**ASSIGNED TASK**
Pull every line with "stdout" from the data below and copy it.

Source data
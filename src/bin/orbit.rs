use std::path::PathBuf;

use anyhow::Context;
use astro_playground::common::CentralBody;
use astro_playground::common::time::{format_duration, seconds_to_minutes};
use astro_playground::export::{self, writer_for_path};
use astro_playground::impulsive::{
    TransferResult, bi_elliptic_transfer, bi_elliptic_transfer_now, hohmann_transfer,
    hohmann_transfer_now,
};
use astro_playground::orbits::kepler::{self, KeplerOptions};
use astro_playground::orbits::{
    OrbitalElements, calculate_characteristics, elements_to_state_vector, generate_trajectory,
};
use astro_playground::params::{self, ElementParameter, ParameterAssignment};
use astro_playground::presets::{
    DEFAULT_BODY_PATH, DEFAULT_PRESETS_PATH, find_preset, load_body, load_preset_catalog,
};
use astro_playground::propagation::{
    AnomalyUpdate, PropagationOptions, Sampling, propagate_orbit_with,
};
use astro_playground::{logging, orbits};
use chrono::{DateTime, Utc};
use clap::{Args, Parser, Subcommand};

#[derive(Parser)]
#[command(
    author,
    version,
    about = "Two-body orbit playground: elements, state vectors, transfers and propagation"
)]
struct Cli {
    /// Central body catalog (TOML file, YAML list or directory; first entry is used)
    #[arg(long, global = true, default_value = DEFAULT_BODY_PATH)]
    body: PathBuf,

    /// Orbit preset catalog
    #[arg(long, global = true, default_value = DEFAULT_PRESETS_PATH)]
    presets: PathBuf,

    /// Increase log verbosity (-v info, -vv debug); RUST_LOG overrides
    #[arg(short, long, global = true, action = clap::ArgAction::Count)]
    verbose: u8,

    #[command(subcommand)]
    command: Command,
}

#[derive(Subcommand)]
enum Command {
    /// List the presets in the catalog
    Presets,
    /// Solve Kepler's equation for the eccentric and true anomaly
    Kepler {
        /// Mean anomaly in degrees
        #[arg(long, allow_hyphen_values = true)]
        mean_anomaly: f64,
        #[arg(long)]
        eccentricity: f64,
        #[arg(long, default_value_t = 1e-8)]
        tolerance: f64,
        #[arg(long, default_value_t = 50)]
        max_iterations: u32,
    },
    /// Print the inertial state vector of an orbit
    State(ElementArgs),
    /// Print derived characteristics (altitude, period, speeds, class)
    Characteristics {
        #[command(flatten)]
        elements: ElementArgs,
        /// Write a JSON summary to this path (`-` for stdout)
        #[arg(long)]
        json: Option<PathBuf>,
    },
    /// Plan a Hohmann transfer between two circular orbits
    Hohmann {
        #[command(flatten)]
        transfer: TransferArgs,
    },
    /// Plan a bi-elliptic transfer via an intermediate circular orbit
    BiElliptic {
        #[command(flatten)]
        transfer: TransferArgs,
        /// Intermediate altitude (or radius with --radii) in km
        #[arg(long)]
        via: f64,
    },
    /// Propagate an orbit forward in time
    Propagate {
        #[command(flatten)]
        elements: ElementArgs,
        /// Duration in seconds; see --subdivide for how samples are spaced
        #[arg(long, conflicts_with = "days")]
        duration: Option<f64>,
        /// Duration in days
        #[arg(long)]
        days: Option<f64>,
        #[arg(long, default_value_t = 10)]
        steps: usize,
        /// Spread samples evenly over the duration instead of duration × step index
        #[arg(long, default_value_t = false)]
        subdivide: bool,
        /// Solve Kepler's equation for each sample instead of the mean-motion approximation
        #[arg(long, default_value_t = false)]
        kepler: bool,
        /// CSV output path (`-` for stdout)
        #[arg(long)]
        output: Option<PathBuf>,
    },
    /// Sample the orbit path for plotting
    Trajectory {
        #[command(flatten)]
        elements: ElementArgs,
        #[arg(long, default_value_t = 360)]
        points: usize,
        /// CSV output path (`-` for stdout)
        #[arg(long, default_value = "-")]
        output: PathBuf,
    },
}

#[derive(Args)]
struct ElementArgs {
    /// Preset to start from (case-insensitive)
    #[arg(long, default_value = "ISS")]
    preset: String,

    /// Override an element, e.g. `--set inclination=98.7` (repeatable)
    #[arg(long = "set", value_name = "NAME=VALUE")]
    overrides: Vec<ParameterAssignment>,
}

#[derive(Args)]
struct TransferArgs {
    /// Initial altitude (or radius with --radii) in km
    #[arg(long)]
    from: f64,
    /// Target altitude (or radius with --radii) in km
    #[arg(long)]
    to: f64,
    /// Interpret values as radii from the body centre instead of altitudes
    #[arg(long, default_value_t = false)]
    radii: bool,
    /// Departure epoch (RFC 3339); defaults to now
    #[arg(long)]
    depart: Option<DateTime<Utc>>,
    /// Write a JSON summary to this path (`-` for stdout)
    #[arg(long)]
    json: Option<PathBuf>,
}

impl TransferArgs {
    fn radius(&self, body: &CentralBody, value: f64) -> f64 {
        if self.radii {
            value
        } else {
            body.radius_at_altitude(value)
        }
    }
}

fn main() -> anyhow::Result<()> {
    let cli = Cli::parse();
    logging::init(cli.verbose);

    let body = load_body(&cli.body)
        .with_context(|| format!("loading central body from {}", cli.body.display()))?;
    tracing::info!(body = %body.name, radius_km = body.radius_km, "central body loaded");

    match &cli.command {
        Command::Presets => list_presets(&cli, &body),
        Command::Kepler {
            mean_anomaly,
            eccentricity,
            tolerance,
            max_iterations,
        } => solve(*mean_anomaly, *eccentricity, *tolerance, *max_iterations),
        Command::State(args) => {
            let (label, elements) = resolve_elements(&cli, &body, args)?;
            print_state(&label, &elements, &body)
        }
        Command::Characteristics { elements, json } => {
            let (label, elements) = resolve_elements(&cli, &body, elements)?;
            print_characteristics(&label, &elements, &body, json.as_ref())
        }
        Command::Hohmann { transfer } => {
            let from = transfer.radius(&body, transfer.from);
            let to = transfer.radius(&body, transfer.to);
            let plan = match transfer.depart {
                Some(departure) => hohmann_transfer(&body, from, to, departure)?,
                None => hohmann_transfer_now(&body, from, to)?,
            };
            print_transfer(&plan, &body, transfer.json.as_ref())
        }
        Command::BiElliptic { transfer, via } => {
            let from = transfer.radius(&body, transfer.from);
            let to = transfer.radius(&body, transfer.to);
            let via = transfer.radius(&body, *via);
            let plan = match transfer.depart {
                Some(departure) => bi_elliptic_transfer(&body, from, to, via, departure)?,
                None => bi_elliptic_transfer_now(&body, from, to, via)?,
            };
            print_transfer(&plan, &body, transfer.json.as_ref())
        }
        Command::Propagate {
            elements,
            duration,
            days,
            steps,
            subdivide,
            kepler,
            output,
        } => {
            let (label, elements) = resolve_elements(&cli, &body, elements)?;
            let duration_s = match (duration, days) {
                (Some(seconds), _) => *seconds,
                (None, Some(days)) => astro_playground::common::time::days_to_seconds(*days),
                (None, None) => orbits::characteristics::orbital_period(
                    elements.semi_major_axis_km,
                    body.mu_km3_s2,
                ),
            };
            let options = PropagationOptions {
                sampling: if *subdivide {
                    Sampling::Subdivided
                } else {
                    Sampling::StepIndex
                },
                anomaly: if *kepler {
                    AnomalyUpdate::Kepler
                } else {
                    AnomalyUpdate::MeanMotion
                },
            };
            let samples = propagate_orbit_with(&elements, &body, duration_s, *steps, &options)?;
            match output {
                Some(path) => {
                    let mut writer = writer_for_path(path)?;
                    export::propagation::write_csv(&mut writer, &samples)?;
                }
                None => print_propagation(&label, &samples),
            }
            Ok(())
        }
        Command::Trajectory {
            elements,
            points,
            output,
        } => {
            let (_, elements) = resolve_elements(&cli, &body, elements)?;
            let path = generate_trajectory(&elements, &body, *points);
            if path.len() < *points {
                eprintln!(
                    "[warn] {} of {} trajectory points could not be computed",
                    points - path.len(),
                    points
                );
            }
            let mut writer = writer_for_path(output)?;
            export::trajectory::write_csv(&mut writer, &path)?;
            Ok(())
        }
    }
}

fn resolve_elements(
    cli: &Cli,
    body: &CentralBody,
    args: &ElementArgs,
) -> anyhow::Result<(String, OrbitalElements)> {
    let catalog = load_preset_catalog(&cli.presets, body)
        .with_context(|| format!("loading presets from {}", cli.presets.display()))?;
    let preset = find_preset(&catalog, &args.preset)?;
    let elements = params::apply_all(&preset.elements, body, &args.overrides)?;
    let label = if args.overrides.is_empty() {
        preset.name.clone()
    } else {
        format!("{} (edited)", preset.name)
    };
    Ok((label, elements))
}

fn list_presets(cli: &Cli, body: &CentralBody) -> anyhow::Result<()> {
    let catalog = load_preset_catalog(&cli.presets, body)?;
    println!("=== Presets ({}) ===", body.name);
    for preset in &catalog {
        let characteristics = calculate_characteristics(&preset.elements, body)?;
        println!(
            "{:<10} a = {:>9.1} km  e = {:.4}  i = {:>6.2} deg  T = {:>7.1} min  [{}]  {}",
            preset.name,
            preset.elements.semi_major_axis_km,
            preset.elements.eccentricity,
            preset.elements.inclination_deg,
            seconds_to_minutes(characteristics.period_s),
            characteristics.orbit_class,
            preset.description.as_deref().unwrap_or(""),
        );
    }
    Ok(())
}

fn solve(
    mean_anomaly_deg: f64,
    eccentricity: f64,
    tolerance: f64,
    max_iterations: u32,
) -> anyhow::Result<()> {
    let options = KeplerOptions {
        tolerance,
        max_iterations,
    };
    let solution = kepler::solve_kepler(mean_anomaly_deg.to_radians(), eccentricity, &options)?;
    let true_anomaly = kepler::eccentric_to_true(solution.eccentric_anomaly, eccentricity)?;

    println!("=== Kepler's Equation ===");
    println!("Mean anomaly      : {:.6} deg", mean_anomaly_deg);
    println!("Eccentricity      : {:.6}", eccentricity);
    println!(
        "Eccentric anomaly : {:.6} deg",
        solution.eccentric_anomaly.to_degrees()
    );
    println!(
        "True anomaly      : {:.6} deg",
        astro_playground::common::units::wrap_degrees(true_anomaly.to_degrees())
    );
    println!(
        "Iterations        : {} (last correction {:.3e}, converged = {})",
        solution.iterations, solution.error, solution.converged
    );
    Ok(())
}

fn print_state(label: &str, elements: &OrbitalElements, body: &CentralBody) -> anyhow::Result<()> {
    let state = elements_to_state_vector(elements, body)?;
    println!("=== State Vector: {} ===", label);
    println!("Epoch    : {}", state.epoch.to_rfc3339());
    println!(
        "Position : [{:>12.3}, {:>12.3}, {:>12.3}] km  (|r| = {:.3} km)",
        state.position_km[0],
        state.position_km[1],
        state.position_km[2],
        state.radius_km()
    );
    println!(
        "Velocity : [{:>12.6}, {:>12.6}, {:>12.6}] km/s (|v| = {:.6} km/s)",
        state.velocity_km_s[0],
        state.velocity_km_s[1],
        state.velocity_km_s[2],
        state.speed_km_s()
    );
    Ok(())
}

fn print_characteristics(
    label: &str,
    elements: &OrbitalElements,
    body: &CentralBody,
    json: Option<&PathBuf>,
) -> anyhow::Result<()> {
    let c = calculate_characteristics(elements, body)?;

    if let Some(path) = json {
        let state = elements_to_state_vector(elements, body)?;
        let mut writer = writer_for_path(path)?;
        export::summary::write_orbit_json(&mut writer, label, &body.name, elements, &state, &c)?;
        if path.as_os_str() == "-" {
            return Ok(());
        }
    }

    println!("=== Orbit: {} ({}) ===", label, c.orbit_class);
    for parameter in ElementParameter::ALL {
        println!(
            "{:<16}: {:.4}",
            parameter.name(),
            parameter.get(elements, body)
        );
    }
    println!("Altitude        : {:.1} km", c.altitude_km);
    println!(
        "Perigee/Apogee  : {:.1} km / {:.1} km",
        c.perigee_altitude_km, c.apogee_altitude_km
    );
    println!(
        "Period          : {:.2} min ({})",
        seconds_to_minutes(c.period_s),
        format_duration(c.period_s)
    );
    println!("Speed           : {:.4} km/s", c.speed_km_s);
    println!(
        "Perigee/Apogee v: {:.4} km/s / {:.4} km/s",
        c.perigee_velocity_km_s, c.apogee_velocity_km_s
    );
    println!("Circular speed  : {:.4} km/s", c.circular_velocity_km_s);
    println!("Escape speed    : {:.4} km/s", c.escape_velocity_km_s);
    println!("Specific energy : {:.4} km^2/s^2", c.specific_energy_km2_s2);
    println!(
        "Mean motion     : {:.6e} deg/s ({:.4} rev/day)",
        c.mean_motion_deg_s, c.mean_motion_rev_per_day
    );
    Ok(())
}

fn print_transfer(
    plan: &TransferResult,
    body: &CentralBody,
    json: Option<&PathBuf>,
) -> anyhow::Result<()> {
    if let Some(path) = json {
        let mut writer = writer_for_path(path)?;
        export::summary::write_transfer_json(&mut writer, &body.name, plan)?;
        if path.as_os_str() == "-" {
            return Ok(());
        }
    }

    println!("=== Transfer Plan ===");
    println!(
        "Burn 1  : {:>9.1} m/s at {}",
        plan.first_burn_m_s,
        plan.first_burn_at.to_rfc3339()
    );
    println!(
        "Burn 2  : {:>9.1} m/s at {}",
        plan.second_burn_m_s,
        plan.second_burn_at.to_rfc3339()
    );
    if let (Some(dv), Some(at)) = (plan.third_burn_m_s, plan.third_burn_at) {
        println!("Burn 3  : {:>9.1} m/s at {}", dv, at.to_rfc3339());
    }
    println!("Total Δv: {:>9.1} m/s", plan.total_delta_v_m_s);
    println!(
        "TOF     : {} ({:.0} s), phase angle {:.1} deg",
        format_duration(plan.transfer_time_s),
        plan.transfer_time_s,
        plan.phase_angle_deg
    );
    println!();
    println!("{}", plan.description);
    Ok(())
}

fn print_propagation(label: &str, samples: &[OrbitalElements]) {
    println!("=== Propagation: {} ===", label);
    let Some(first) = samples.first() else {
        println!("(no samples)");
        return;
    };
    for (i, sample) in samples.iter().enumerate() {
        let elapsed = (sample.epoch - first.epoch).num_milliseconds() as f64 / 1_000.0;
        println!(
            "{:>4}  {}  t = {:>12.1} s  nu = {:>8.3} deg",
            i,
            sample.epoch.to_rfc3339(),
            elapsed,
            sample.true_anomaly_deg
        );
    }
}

**RESULT FOR THIS EXERCISE**
        /// Write a JSON summary to this path (`-` for stdout)
        /// CSV output path (`-` for stdout)
        /// CSV output path (`-` for stdout)
    /// Write a JSON summary to this path (`-` for stdout)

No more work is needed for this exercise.